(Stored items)
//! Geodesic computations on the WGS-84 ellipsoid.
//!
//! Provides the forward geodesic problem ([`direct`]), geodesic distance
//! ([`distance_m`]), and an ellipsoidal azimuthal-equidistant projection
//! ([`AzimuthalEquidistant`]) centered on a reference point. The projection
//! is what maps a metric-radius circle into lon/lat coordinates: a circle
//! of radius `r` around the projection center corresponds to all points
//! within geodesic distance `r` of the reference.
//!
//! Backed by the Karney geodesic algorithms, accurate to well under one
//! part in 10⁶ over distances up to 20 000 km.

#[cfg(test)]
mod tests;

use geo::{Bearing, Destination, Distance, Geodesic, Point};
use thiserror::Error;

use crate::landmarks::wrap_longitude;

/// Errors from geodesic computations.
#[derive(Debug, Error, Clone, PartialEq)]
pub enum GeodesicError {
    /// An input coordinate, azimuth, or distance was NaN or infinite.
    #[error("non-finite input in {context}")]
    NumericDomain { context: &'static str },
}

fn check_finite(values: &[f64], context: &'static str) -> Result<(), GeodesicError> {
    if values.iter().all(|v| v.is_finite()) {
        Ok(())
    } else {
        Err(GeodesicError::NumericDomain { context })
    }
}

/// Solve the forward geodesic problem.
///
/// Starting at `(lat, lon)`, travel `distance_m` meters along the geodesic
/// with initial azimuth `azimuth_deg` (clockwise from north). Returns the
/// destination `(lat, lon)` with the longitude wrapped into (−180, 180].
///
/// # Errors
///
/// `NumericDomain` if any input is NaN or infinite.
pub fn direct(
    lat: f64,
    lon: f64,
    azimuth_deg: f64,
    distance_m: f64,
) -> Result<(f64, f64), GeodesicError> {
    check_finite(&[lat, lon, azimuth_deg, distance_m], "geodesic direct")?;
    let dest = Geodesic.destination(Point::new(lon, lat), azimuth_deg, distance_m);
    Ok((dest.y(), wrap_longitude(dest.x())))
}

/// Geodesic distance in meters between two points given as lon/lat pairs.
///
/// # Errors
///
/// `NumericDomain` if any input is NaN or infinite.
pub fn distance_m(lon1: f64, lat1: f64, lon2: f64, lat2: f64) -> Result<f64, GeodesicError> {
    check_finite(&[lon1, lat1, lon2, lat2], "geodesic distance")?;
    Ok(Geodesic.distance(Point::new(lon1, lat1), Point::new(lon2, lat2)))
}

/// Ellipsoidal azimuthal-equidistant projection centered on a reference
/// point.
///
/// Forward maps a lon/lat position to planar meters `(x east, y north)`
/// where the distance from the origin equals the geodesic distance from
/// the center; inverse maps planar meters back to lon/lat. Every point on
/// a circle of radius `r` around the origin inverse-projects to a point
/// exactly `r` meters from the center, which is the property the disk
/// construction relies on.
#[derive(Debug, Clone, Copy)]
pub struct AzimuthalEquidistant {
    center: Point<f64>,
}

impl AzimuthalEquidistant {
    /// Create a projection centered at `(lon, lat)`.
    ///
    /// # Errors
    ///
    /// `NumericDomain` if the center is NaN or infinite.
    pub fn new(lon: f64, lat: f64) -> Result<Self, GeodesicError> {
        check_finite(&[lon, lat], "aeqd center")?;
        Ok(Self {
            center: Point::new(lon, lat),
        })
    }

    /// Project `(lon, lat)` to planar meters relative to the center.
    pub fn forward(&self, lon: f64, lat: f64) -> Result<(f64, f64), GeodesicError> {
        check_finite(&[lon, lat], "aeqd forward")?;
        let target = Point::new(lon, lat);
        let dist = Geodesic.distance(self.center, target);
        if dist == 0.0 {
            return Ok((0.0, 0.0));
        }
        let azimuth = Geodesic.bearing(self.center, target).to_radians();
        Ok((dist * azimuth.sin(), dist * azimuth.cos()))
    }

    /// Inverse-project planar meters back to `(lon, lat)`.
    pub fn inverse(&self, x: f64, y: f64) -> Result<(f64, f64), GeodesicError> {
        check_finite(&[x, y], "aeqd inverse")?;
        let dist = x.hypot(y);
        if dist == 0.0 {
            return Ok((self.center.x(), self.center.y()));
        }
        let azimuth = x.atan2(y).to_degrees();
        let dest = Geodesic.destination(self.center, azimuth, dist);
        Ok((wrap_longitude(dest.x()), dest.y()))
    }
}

-- What needs to be done --
Copy out only the lines running from the beginning of the data to the line with "point. The projection", both ends included.

-- Task answer --
//! Geodesic computations on the WGS-84 ellipsoid.
//!
//! Provides the forward geodesic problem ([`direct`]), geodesic distance
//! ([`distance_m`]), and an ellipsoidal azimuthal-equidistant projection
//! ([`AzimuthalEquidistant`]) centered on a reference point. The projection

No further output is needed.